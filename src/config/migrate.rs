use crate::errors::{AppError, AppResult};
use crate::journal::migrate::{is_applied, mark_applied};
use crate::models::KeyMode;
use crate::ui::messages::{info, success};
use rusqlite::Connection;
use serde_yaml::{Mapping, Value};
use std::fs;
use std::path::Path;

const VERSION_SMTP_FIELDS: &str = "20240901_0002_add_notifier_settings";

/// Every key a complete config file carries.
const EXPECTED_FIELDS: [&str; 8] = [
    "ledger",
    "journal",
    "images_dir",
    "key_mode",
    "smtp_host",
    "smtp_port",
    "smtp_timeout_secs",
    "sender",
];

fn read_mapping(conf_file: &Path) -> AppResult<Mapping> {
    let content = fs::read_to_string(conf_file)
        .map_err(|e| AppError::ConfigLoad(format!("{}: {e}", conf_file.display())))?;

    match serde_yaml::from_str::<Value>(&content) {
        Ok(Value::Mapping(map)) => Ok(map),
        Ok(Value::Null) => Ok(Mapping::new()),
        Ok(_) => Err(AppError::Config(format!(
            "{} is not a YAML mapping",
            conf_file.display()
        ))),
        Err(e) => Err(AppError::ConfigLoad(format!("{}: {e}", conf_file.display()))),
    }
}

/// Keys absent from the config file at `conf_file`.
pub fn missing_fields(conf_file: &Path) -> AppResult<Vec<&'static str>> {
    let map = read_mapping(conf_file)?;
    Ok(EXPECTED_FIELDS
        .iter()
        .copied()
        .filter(|k| !map.contains_key(Value::String(k.to_string())))
        .collect())
}

fn default_value(field: &str) -> Value {
    let defaults = super::Config::default();
    match field {
        "ledger" => Value::String(defaults.ledger),
        "journal" => Value::String(defaults.journal),
        "images_dir" => Value::String(defaults.images_dir),
        "key_mode" => Value::String(KeyMode::default().code().to_string()),
        "smtp_host" => Value::String(defaults.smtp_host),
        "smtp_port" => Value::Number(defaults.smtp_port.into()),
        "smtp_timeout_secs" => Value::Number(defaults.smtp_timeout_secs.into()),
        _ => Value::String(String::new()),
    }
}

/// Add missing notifier and ledger settings to the config file, once.
///
/// Returns the keys that were added. The migration is recorded in the
/// journal, so a second run is a no-op.
pub fn migrate_add_missing_fields(conn: &Connection, conf_file: &Path) -> AppResult<Vec<String>> {
    if is_applied(conn, VERSION_SMTP_FIELDS)? {
        return Ok(Vec::new());
    }

    let mut added = Vec::new();

    if conf_file.exists() {
        let mut map = read_mapping(conf_file)?;

        for field in EXPECTED_FIELDS {
            let key = Value::String(field.to_string());
            if !map.contains_key(&key) {
                map.insert(key, default_value(field));
                added.push(field.to_string());
            }
        }

        if !added.is_empty() {
            let serialized = serde_yaml::to_string(&Value::Mapping(map))
                .map_err(|e| AppError::Config(format!("serialize error: {e}")))?;
            fs::write(conf_file, serialized).map_err(|_| AppError::ConfigSave)?;
        }
    }

    let message = if added.is_empty() {
        "Config already complete".to_string()
    } else {
        format!("Added config fields: {}", added.join(", "))
    };
    mark_applied(conn, VERSION_SMTP_FIELDS, &message)?;

    if added.is_empty() {
        info(format!("Migration {} recorded, nothing to add.", VERSION_SMTP_FIELDS));
    } else {
        success(format!(
            "Migration applied: {}: {}.",
            VERSION_SMTP_FIELDS, message
        ));
    }

    Ok(added)
}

## [What you are asked to do]
Write out the records in full, word for word.

## [Exercise response]
filename src/config/migrate.rs
use crate::errors::{AppError, AppResult};
use crate::journal::migrate::{is_applied, mark_applied};
use crate::models::KeyMode;
use crate::ui::messages::{info, success};
use rusqlite::Connection;
use serde_yaml::{Mapping, Value};
use std::fs;
use std::path::Path;

const VERSION_SMTP_FIELDS: &str = "20240901_0002_add_notifier_settings";

/// Every key a complete config file carries.
const EXPECTED_FIELDS: [&str; 8] = [
    "ledger",
    "journal",
    "images_dir",
    "key_mode",
    "smtp_host",
    "smtp_port",
    "smtp_timeout_secs",
    "sender",
];

fn read_mapping(conf_file: &Path) -> AppResult<Mapping> {
    let content = fs::read_to_string(conf_file)
        .map_err(|e| AppError::ConfigLoad(format!("{}: {e}", conf_file.display())))?;

    match serde_yaml::from_str::<Value>(&content) {
        Ok(Value::Mapping(map)) => Ok(map),
        Ok(Value::Null) => Ok(Mapping::new()),
        Ok(_) => Err(AppError::Config(format!(
            "{} is not a YAML mapping",
            conf_file.display()
        ))),
        Err(e) => Err(AppError::ConfigLoad(format!("{}: {e}", conf_file.display()))),
    }
}

/// Keys absent from the config file at `conf_file`.
pub fn missing_fields(conf_file: &Path) -> AppResult<Vec<&'static str>> {
    let map = read_mapping(conf_file)?;
    Ok(EXPECTED_FIELDS
        .iter()
        .copied()
        .filter(|k| !map.contains_key(Value::String(k.to_string())))
        .collect())
}

fn default_value(field: &str) -> Value {
    let defaults = super::Config::default();
    match field {
        "ledger" => Value::String(defaults.ledger),
        "journal" => Value::String(defaults.journal),
        "images_dir" => Value::String(defaults.images_dir),
        "key_mode" => Value::String(KeyMode::default().code().to_string()),
        "smtp_host" => Value::String(defaults.smtp_host),
        "smtp_port" => Value::Number(defaults.smtp_port.into()),
        "smtp_timeout_secs" => Value::Number(defaults.smtp_timeout_secs.into()),
        _ => Value::String(String::new()),
    }
}

/// Add missing notifier and ledger settings to the config file, once.
///
/// Returns the keys that were added. The migration is recorded in the
/// journal, so a second run is a no-op.
pub fn migrate_add_missing_fields(conn: &Connection, conf_file: &Path) -> AppResult<Vec<String>> {
    if is_applied(conn, VERSION_SMTP_FIELDS)? {
        return Ok(Vec::new());
    }

    let mut added = Vec::new();

    if conf_file.exists() {
        let mut map = read_mapping(conf_file)?;

        for field in EXPECTED_FIELDS {
            let key = Value::String(field.to_string());
            if !map.contains_key(&key) {
                map.insert(key, default_value(field));
                added.push(field.to_string());
            }
        }

        if !added.is_empty() {
            let serialized = serde_yaml::to_string(&Value::Mapping(map))
                .map_err(|e| AppError::Config(format!("serialize error: {e}")))?;
            fs::write(conf_file, serialized).map_err(|_| AppError::ConfigSave)?;
        }
    }

    let message = if added.is_empty() {
        "Config already complete".to_string()
    } else {
        format!("Added config fields: {}", added.join(", "))
    };
    mark_applied(conn, VERSION_SMTP_FIELDS, &message)?;

    if added.is_empty() {
        info(format!("Migration {} recorded, nothing to add.", VERSION_SMTP_FIELDS));
    } else {
        success(format!(
            "Migration applied: {}: {}.",
            VERSION_SMTP_FIELDS, message
        ));
    }

    Ok(added)
}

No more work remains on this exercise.